Honorables sénateurs, l'étude du projet de loi C-232 tire à sa fin. C'est un projet de loi de l'autre endroit. À cet égard, dans une décision du 25 avril 1966, le Président Lucien Lamoureux, de l'autre endroit, a cité John George Bourinot et a fait la mise en garde suivante, à la page 434 des Journaux. Soit dit en passant, je cite depuis tout à l'heure le texte original des précédents, et non le texte rapporté par d'autres. Voici la citation en question : Un [projet de loi] peut [...] procéder jusqu'à la toute dernière étape sans l'assentiment de la Couronne, mais si ce dernier n'est pas donné à la dernière étape, [le Président] refusera de mettre la question aux voix.


C'est le Président de la Chambre des communes qui parle des dernières étapes à la Chambre des communes.

Honorables sénateurs, les raisons qui ont poussé le Président de l'autre endroit à accepter qu'il y ait un vote et les raisons pour lesquelles le consentement royal n'a pas été demandé là sont discutables. Le projet de loi est maintenant au Sénat et il s'agit encore d'un projet de loi d'initiative parlementaire présenté par l'opposition. Par souci de probité et d'ordre dans nos délibérations, il est maintenant impératif que le Sénat sache si le sénateur Tardif a l'intention de présenter une adresse au gouverneur général pour demander le consentement royal. J'ai cru que le retard du sénateur Tardif s'expliquait par de bonnes raisons comme des discussions avec le gouvernement, comme ce fut le cas pour le sénateur Lynch- Staunton. Cependant, les gestes récents du sénateur Tardif au Sénat donnent à penser que notre collègue entend faire franchir toutes les étapes au projet de loi sans un consentement royal. C'est pourquoi j'ai invoqué le Règlement. J'attends des indications du sénateur. Je crains que, sans le consentement royal, Son Honneur se retrouve bientôt dans une situation malheureuse où il devra refuser de mettre le projet de loi aux voix.
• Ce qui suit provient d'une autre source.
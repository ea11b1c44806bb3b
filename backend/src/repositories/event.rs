//! Event repository for database operations

use super::{validate_record, StoreError};
use async_trait::async_trait;
use chrono::NaiveDate;
use events_shared::validation::{validate_future_date, FieldOrder};
use serde::Serialize;
use sqlx::PgPool;
use utoipa::ToSchema;
use validator::Validate;

/// Event record from database
#[derive(Debug, Clone, PartialEq, Serialize, sqlx::FromRow, ToSchema)]
#[serde(rename_all = "camelCase")]
pub struct EventRecord {
    pub id: i32,
    pub title: String,
    pub date: NaiveDate,
    pub location: Option<String>,
    pub event_type_id: i32,
    pub user_id: i32,
}

/// Event with its type flattened to the type name
#[derive(Debug, Clone, PartialEq, Serialize, sqlx::FromRow, ToSchema)]
#[serde(rename_all = "camelCase")]
pub struct EventDetail {
    pub id: i32,
    pub title: String,
    pub date: NaiveDate,
    pub location: Option<String>,
    pub event_type: String,
    pub user_id: i32,
}

/// Input for creating or updating an event
#[derive(Debug, Clone, Validate)]
pub struct NewEvent {
    #[validate(length(min = 3, max = 255, message = "Title must be at least 3 characters long"))]
    pub title: String,
    #[validate(custom(function = "validate_future_date"))]
    pub date: NaiveDate,
    pub location: Option<String>,
    pub event_type_id: i32,
    pub user_id: i32,
}

impl FieldOrder for NewEvent {
    const FIELDS: &'static [&'static str] =
        &["title", "date", "location", "event_type_id", "user_id"];
}

/// Storage collaborator for events
#[async_trait]
pub trait EventStore: Send + Sync {
    async fn list_all(&self) -> Result<Vec<EventRecord>, StoreError>;

    async fn list_for_user(&self, user_id: i32) -> Result<Vec<EventRecord>, StoreError>;

    async fn find_by_id(&self, id: i32) -> Result<Option<EventRecord>, StoreError>;

    async fn find_detail_by_id(&self, id: i32) -> Result<Option<EventDetail>, StoreError>;

    /// Fails with `ForeignKey` for an unknown event type or owner
    async fn create(&self, event: NewEvent) -> Result<EventRecord, StoreError>;

    /// Returns the number of rows updated (0 when the id is unknown)
    async fn update(&self, id: i32, event: NewEvent) -> Result<u64, StoreError>;
}

/// PostgreSQL event store
#[derive(Clone)]
pub struct EventRepository {
    pool: PgPool,
}

impl EventRepository {
    pub fn new(pool: PgPool) -> Self {
        Self { pool }
    }
}

#[async_trait]
impl EventStore for EventRepository {
    async fn list_all(&self) -> Result<Vec<EventRecord>, StoreError> {
        let events = sqlx::query_as::<_, EventRecord>(
            r#"
            SELECT id, title, date, location, event_type_id, user_id
            FROM events
            ORDER BY id
            "#,
        )
        .fetch_all(&self.pool)
        .await?;

        Ok(events)
    }

    async fn list_for_user(&self, user_id: i32) -> Result<Vec<EventRecord>, StoreError> {
        let events = sqlx::query_as::<_, EventRecord>(
            r#"
            SELECT id, title, date, location, event_type_id, user_id
            FROM events
            WHERE user_id = $1
            ORDER BY id
            "#,
        )
        .bind(user_id)
        .fetch_all(&self.pool)
        .await?;

        Ok(events)
    }

    async fn find_by_id(&self, id: i32) -> Result<Option<EventRecord>, StoreError> {
        let event = sqlx::query_as::<_, EventRecord>(
            r#"
            SELECT id, title, date, location, event_type_id, user_id
            FROM events
            WHERE id = $1
            "#,
        )
        .bind(id)
        .fetch_optional(&self.pool)
        .await?;

        Ok(event)
    }

    async fn find_detail_by_id(&self, id: i32) -> Result<Option<EventDetail>, StoreError> {
        let event = sqlx::query_as::<_, EventDetail>(
            r#"
            SELECT e.id, e.title, e.date, e.location, t.name AS event_type, e.user_id
            FROM events e
            JOIN event_types t ON t.id = e.event_type_id
            WHERE e.id = $1
            "#,
        )
        .bind(id)
        .fetch_optional(&self.pool)
        .await?;

        Ok(event)
    }

    async fn create(&self, event: NewEvent) -> Result<EventRecord, StoreError> {
        validate_record(&event)?;

        let record = sqlx::query_as::<_, EventRecord>(
            r#"
            INSERT INTO events (title, date, location, event_type_id, user_id)
            VALUES ($1, $2, $3, $4, $5)
            RETURNING id, title, date, location, event_type_id, user_id
            "#,
        )
        .bind(&event.title)
        .bind(event.date)
        .bind(&event.location)
        .bind(event.event_type_id)
        .bind(event.user_id)
        .fetch_one(&self.pool)
        .await?;

        Ok(record)
    }

    async fn update(&self, id: i32, event: NewEvent) -> Result<u64, StoreError> {
        validate_record(&event)?;

        let result = sqlx::query(
            r#"
            UPDATE events SET
                title = $2,
                date = $3,
                location = $4,
                event_type_id = $5
            WHERE id = $1
            "#,
        )
        .bind(id)
        .bind(&event.title)
        .bind(event.date)
        .bind(&event.location)
        .bind(event.event_type_id)
        .execute(&self.pool)
        .await?;

        Ok(result.rows_affected())
    }
}
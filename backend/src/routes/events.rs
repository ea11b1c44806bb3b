//! Event API routes
//!
//! Reads are public except `/mine`; writes require a bearer token.

use crate::auth::{require_auth, AuthUser};
use crate::error::ApiResult;
use crate::repositories::{EventDetail, EventRecord};
use crate::services::EventService;
use crate::state::AppState;
use axum::{
    extract::{
        rejection::{JsonRejection, PathRejection},
        Path, State,
    },
    http::StatusCode,
    middleware,
    routing::{get, post, put},
    Json, Router,
};
use events_shared::{EventPayload, JSend};

/// Create event routes
pub fn event_routes(state: AppState) -> Router<AppState> {
    let auth = middleware::from_fn_with_state(state, require_auth);

    Router::new()
        .route(
            "/",
            get(list_events).merge(post(create_event).route_layer(auth.clone())),
        )
        .route("/mine", get(list_my_events).route_layer(auth.clone()))
        .route(
            "/:id",
            get(get_event).merge(put(update_event).route_layer(auth)),
        )
}

/// GET /api/v1/events - All events
#[utoipa::path(
    get,
    path = "/api/v1/events",
    responses(
        (status = 200, description = "JSend success carrying every event", body = [EventRecord]),
    ),
    tag = "events",
)]
pub(crate) async fn list_events(State(state): State<AppState>) -> ApiResult<Json<JSend<Vec<EventRecord>>>> {
    let events = EventService::list_all(state.events()).await?;
    Ok(Json(JSend::success(events)))
}

/// GET /api/v1/events/mine - Events owned by the caller
#[utoipa::path(
    get,
    path = "/api/v1/events/mine",
    responses(
        (status = 200, description = "JSend success carrying the caller's events", body = [EventRecord]),
        (status = 401, description = "Missing or invalid token"),
    ),
    security(("bearerAuth" = [])),
    tag = "events",
)]
pub(crate) async fn list_my_events(
    State(state): State<AppState>,
    auth: AuthUser,
) -> ApiResult<Json<JSend<Vec<EventRecord>>>> {
    let events = EventService::list_for_user(state.events(), auth.user_id).await?;
    Ok(Json(JSend::success(events)))
}

/// GET /api/v1/events/:id - One event with its type name
#[utoipa::path(
    get,
    path = "/api/v1/events/{id}",
    params(("id" = i32, Path, description = "Event id")),
    responses(
        (status = 200, description = "JSend success carrying the event", body = EventDetail),
        (status = 400, description = "Non-numeric id"),
        (status = 404, description = "No event with that id"),
    ),
    tag = "events",
)]
pub(crate) async fn get_event(
    State(state): State<AppState>,
    id: Result<Path<i32>, PathRejection>,
) -> ApiResult<Json<JSend<EventDetail>>> {
    let Path(id) = id?;
    let event = EventService::get(state.events(), id).await?;
    Ok(Json(JSend::success(event)))
}

/// POST /api/v1/events - Create an event owned by the caller
#[utoipa::path(
    post,
    path = "/api/v1/events",
    request_body = EventPayload,
    responses(
        (status = 201, description = "JSend success carrying the created event", body = EventRecord),
        (status = 400, description = "Missing field, failed validation or unknown event type"),
        (status = 401, description = "Missing or invalid token"),
    ),
    security(("bearerAuth" = [])),
    tag = "events",
)]
pub(crate) async fn create_event(
    State(state): State<AppState>,
    auth: AuthUser,
    payload: Result<Json<EventPayload>, JsonRejection>,
) -> ApiResult<(StatusCode, Json<JSend<EventRecord>>)> {
    let Json(payload) = payload?;
    let event = EventService::create(state.events(), auth.user_id, payload).await?;
    Ok((StatusCode::CREATED, Json(JSend::success(event))))
}

/// PUT /api/v1/events/:id - Replace one of the caller's events
#[utoipa::path(
    put,
    path = "/api/v1/events/{id}",
    params(("id" = i32, Path, description = "Event id, repeated in the payload")),
    request_body = EventPayload,
    responses(
        (status = 200, description = "JSend success with \"Event updated\""),
        (status = 400, description = "Path and payload ids differ, or failed validation"),
        (status = 401, description = "Missing or invalid token"),
        (status = 403, description = "Event belongs to another user"),
        (status = 404, description = "No event with that id"),
    ),
    security(("bearerAuth" = [])),
    tag = "events",
)]
pub(crate) async fn update_event(
    State(state): State<AppState>,
    auth: AuthUser,
    id: Result<Path<i32>, PathRejection>,
    payload: Result<Json<EventPayload>, JsonRejection>,
) -> ApiResult<Json<JSend<String>>> {
    let Path(id) = id?;
    let Json(payload) = payload?;
    EventService::update(state.events(), auth.user_id, id, payload).await?;
    Ok(Json(JSend::success("Event updated".to_string())))
}
//! Health check endpoints
//!
//! - /health - Basic health check
//! - /health/ready - Readiness probe (pings the database)
//! - /health/live - Liveness probe

use crate::{db, state::AppState};
use axum::{extract::State, http::StatusCode, Json};
use serde::Serialize;

/// Health check response
#[derive(Serialize)]
pub struct HealthResponse {
    pub status: &'static str,
    pub service: &'static str,
    pub version: &'static str,
    #[serde(skip_serializing_if = "Option::is_none")]
    pub database: Option<DatabaseCheck>,
}

/// Result of the database ping
#[derive(Serialize)]
pub struct DatabaseCheck {
    pub healthy: bool,
    #[serde(skip_serializing_if = "Option::is_none")]
    pub message: Option<String>,
}

impl HealthResponse {
    fn new(status: &'static str) -> Self {
        Self {
            status,
            service: env!("CARGO_PKG_NAME"),
            version: env!("CARGO_PKG_VERSION"),
            database: None,
        }
    }
}

/// Basic health check endpoint
pub async fn health_check() -> Json<HealthResponse> {
    Json(HealthResponse::new("healthy"))
}

/// Readiness probe, 503 when the database does not answer
pub async fn readiness_check(
    State(state): State<AppState>,
) -> Result<Json<HealthResponse>, (StatusCode, Json<HealthResponse>)> {
    match db::health_check(state.db()).await {
        Ok(()) => {
            let mut response = HealthResponse::new("ready");
            response.database = Some(DatabaseCheck {
                healthy: true,
                message: None,
            });
            Ok(Json(response))
        }
        Err(e) => {
            let mut response = HealthResponse::new("not_ready");
            response.database = Some(DatabaseCheck {
                healthy: false,
                message: Some(e.to_string()),
            });
            Err((StatusCode::SERVICE_UNAVAILABLE, Json(response)))
        }
    }
}

/// Liveness probe, OK whenever the server is running
pub async fn liveness_check() -> Json<HealthResponse> {
    Json(HealthResponse::new("alive"))
}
J'ignore si les sénateurs savent ce que cela signifie, mais c'est une question extrêmement grave.

 

Au paragraphe 776(2) de l'ouvrage Jurisprudence parlementaire de Beauchesne, à la page 221, concernant le consentement, on lit ceci : Son défaut rend nulles et non avenues les délibérations antérieures en vue de l'adoption du projet de loi. Si ce projet de loi était adopté sans avoir obtenu le consentement royal, il ne fait aucun doute qu'une motion semblable à celle présentée pour bien des projets de loi qui ont été adoptés sans l'avoir obtenu serait présentée. Je demande donc au Président du Sénat de rendre une décision en s'inspirant de celle rendue par le Président Lamoureux, à savoir : [...] il lui appartient de déterminer si un projet de loi lèse les prérogatives de Sa Majesté et de s'assurer que la bonne procédure est suivie [...]

 

Votre Honneur, je vous demande donc de décider si ce projet de loi relève de la prérogative royale et, dans l'affirmative, si la bonne procédure est suivie.

 

Je remercie, encore une fois, madame le sénateur Tardif des efforts qu'elle a déployés. Je sais que le temps file. Je remercie les sénateurs de m'avoir écoutée et de leur attention. Vous comprendrez qu'il a fallu des centaines d'années pour établir ces règles et pratiques, et qu'elles existent pour de bonnes raisons. Elles sont substantielles et jouent un rôle important dans tous nos processus. C'est la prérogative royale — la lex prerogativa — qui est en cause dans ce projet de loi concernant la nomination de juges, rien d'autre, et un tel projet de loi doit obtenir la sanction royale. De plus, c'est notre droit et notre privilège d'être informés, par la marraine du projet de loi, de son intention d'obtenir le consentement royal. Je vous remercie, honorables sénateurs.